Sie selbst schenkt ihre meiste Zeit der Gemeinde. Seit 2006 ist Krimhild Ochse in Oberholzklau - und in der ersten Zeit konnte sie sich gar nicht so recht mit dem Leben im Siegerland anfreunden. Sie trauerte ihrer ersten Pfarrstelle in Schwarzenau im Wittgensteiner Land nach: Die sei für sie wie die "erste große Liebe" gewesen, erzählt Ochse. In Oberholzklau angekommen, verglich sie die beiden Gemeinden immer wieder miteinander, was die Arbeit am neuen Ort oft erschwerte. Es dauerte einige Zeit, bis Ochse und die Kirchengemeinde in Oberholzklau sich ineinander verliebten.
Ein Wunder im Krankenhaus
Und das kam so: An Ostern vor zwei Jahren entzündete sich ein Fuß von Krimhild Ochse so stark, dass er fast hätte amputiert werden müssen, außerdem diagnostizierten ihr die Ärzte Diabetes. Zehn Wochen lang lag die Pfarrerin im Krankenhaus, ohne eine Familie vor Ort, die sie hätten unterstützen können. Doch das Wunder geschah: Bis auf eine Ausnahme hatte sie in diesen zehn Wochen jeden Tag Besuch. Vor allem Gemeindemitglieder kamen, um Anteil zu nehmen und ihr die Zeit zu verkürzen.

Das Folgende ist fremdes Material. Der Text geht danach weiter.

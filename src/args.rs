// Copyright (C) 2026 Core Services Team This program is free software: you
// can redistribute it and/or modify it under the terms of the GNU General
// Public License as published by the Free Software Foundation, version 3.
//
// This program is distributed in the hope that it will be useful, but WITHOUT
// ANY WARRANTY; without even the implied warranty of MERCHANTABILITY or
// FITNESS FOR A PARTICULAR PURPOSE. See the GNU General Public License for
// more details.
//
// You should have received a copy of the GNU General Public License along
// with this program. If not, see <https://www.gnu.org/licenses/>.
//

//! Command-line parsing and config-file/environment merging.
//!
//! CLI argument parsing itself is treated as ambient plumbing (not a
//! designed subsystem), but the merge order it establishes — defaults,
//! then config file, then environment, then explicit flags — is load-bearing
//! for every other module, so it lives here rather than in `main`.

use clap::{Parser, builder::ValueHint};
use figment::{
    Figment,
    providers::{Env, Format, Json, Serialized, Yaml},
};
use serde::{Deserialize, Serialize};
use std::path::PathBuf;

use crate::config::Config;

#[derive(Parser, Debug, Serialize, Deserialize)]
#[command(name = "repofed-core")]
#[command(about = "Federation control server: CURVE-authenticated client router and repository control plane")]
#[command(version)]
pub struct Args {
    #[arg(
        short,
        long,
        value_name = "config-file",
        help = "Path to a JSON or YAML configuration file; overrides built-in defaults, is itself overridden by environment variables and explicit flags",
        value_hint = ValueHint::FilePath
    )]
    pub config_file: Option<PathBuf>,

    #[arg(
        long,
        value_name = "cred-dir",
        help = "Directory containing sdms-core-key.pub / sdms-core-key.priv and the repository directory source"
    )]
    pub cred_dir: Option<PathBuf>,

    #[arg(long, value_name = "port", help = "Secure frontend port; cleartext frontend binds port+1")]
    pub port: Option<u16>,

    #[arg(long, value_name = "timeout", help = "Default request timeout, seconds")]
    pub timeout: Option<u32>,

    #[arg(
        long,
        value_name = "num-client-worker-threads",
        help = "Number of worker threads in the internal fan-out"
    )]
    pub num_client_worker_threads: Option<u32>,

    #[arg(
        long,
        help = "Generate a fresh CURVE keypair into cred-dir if one is not already present, then exit",
        default_value = "false"
    )]
    pub generate_keypair: bool,

    #[arg(long, help = "Run the cleartext frontend on the calling thread instead of a spawned one (synchronous start)", default_value = "false")]
    pub foreground: bool,

    #[arg(long, help = "Enable debug-level logging", default_value = "false")]
    pub debug: bool,
}

impl Args {
    /// Merge defaults, an optional config file, environment variables
    /// (`REPOFED_*`), and the parsed CLI flags into one immutable [`Config`].
    pub fn load_config(&self) -> eyre::Result<Config> {
        let mut figment = Figment::new().merge(Serialized::defaults(Config::default()));

        if let Some(path) = &self.config_file {
            let path_str = path.to_string_lossy();
            if path_str.ends_with(".json") {
                figment = figment.merge(Json::file(path));
            } else {
                figment = figment.merge(Yaml::file(path));
            }
        }

        figment = figment.merge(Env::prefixed("REPOFED_"));

        // Explicit flags take precedence over everything else, but only the
        // ones the caller actually set (`None` means "don't override").
        let mut overrides = serde_json::Map::new();
        if let Some(cred_dir) = &self.cred_dir {
            overrides.insert(
                "cred_dir".to_string(),
                serde_json::Value::String(cred_dir.to_string_lossy().to_string()),
            );
        }
        if let Some(port) = self.port {
            overrides.insert("port".to_string(), serde_json::Value::from(port));
        }
        if let Some(timeout) = self.timeout {
            overrides.insert("timeout".to_string(), serde_json::Value::from(timeout));
        }
        if let Some(n) = self.num_client_worker_threads {
            overrides.insert(
                "num_client_worker_threads".to_string(),
                serde_json::Value::from(n),
            );
        }
        if !overrides.is_empty() {
            figment = figment.merge(Json::string(&serde_json::Value::Object(overrides).to_string()));
        }

        figment
            .extract()
            .map_err(|e| eyre::eyre!("Failed to assemble configuration: {e}"))
    }
}

#[cfg(test)]
mod tests {
    use super::*;

    #[test]
    fn load_config_applies_cli_overrides() {
        let args = Args {
            config_file: None,
            cred_dir: Some(PathBuf::from("/tmp/creds")),
            port: Some(9000),
            timeout: None,
            num_client_worker_threads: None,
            generate_keypair: false,
            foreground: false,
            debug: false,
        };
        let config = args.load_config().unwrap();
        assert_eq!(config.port, 9000);
        assert_eq!(config.cred_dir, PathBuf::from("/tmp/creds"));
        // Untouched fields keep their documented defaults.
        assert_eq!(config.timeout, 5);
    }

    #[test]
    fn load_config_defaults_without_overrides() {
        let args = Args {
            config_file: None,
            cred_dir: None,
            port: None,
            timeout: None,
            num_client_worker_threads: None,
            generate_keypair: false,
            foreground: false,
            debug: false,
        };
        let config = args.load_config().unwrap();
        assert_eq!(config.port, 7512);
    }
}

Daheim übernahm die Gemeinde die gesamte Organisation: Telefonate wurden für sie entgegen genommen, ihre Wäsche wurde gewaschen, die Gottesdienste geplant. Kurz: Die Gemeinde organisierte sich selbst und tat alles, um ihre Pfarrerin zu unterstützen. "Das war ein sehr bewegendes Erlebnis, zu sehen, wie Gemeinde trägt", sagt Ochse heute mit etwas belegter Stimme. Man kann ihr ansehen, wie wichtig ihr diese Momente waren und wie glücklich sie darüber ist. Diese Erfahrung hat die Beziehung zwischen ihr und der Gemeinde verändert. Jetzt ist sie an ihrer neuen Arbeitsstelle angekommen und fühlt sich zu Hause. Ihre erste große Liebe ist Vergangenheit.
Seit zehn Jahren lernt Krimhild Ochse außerdem eine völlig andere Art von Gemeinde und Familie intensiv kennen: Sie ist Mitglied in einer Schwesternschaft geworden, die ihr Zentrum in Witten hat. Dort steht das Mutterhaus, gleichzeitig Treffpunkt und "Feierabendhaus", eine Art privates Altersheim. Ob sie sich vorstellen könnte, später dort zu wohnen und alt zu werden? Klar, aber erst mal wolle sie so weit kommen, sagt Ochse mit einem verschmitzten Lächeln. In dieser Schwesternschaft hat sie ihr Zuhause gefunden, die Schwestern sind eine Art Zweitfamilie. Für sie opfert Ochse sogar einen Teil ihres Einkommens. Nach ihrer Krankheit hat Ochse längere Zeit im Mutterhaus in Witten gelebt, um wieder gesund zu werden. Wenn sie die Gemeinschaft braucht, fährt sie hin, um sich dort mit anderen Schwestern zu treffen.
"Denk dran, Kind, am schwarzen Talar sieht man alles!"
Zuhause in Oberholzklau ist nicht das Alleinsein die größte Herausforderung für die Pfarrerin - sondern der moralische Anspruch, der an sie gestellt wird. Die Erwartungen an Pfarrer gehen ihrer Meinung nach stark auseinander. Junge Menschen wünschten sich eine andere Pfarrerin als ältere Menschen. Trotzdem gilt für Ochse immer der Anspruch, der für alle Christen gilt, nämlich nach dem Wort Gottes zu leben. Da sie als Pfarrerin zudem in der Öffentlichkeit steht, wird sie mehr beobachtet als Andere. Würde sie sich beispielsweise beim Backesfest im Ort betrinken, "dann hätte sich nicht Krimhild Ochse betrunken, sondern die Pfarrerin", sagt sie.
Ihre Mutter habe den Beruf und den moralischen Anspruch einst auf eine ganz einfache Formel gebracht: "Denk dran, Kind, am schwarzen Talar sieht man alles!" Trotzdem bleibt Krimhild Ochse entspannt. Schließlich hat die Gemeinde sie gewollt - so wie sie ist. "Wenn man einen Pfarrer wählt, dann wählt man auch den Menschen dazu. Mit seinen Möglichkeiten, aber auch mit seinen Grenzen."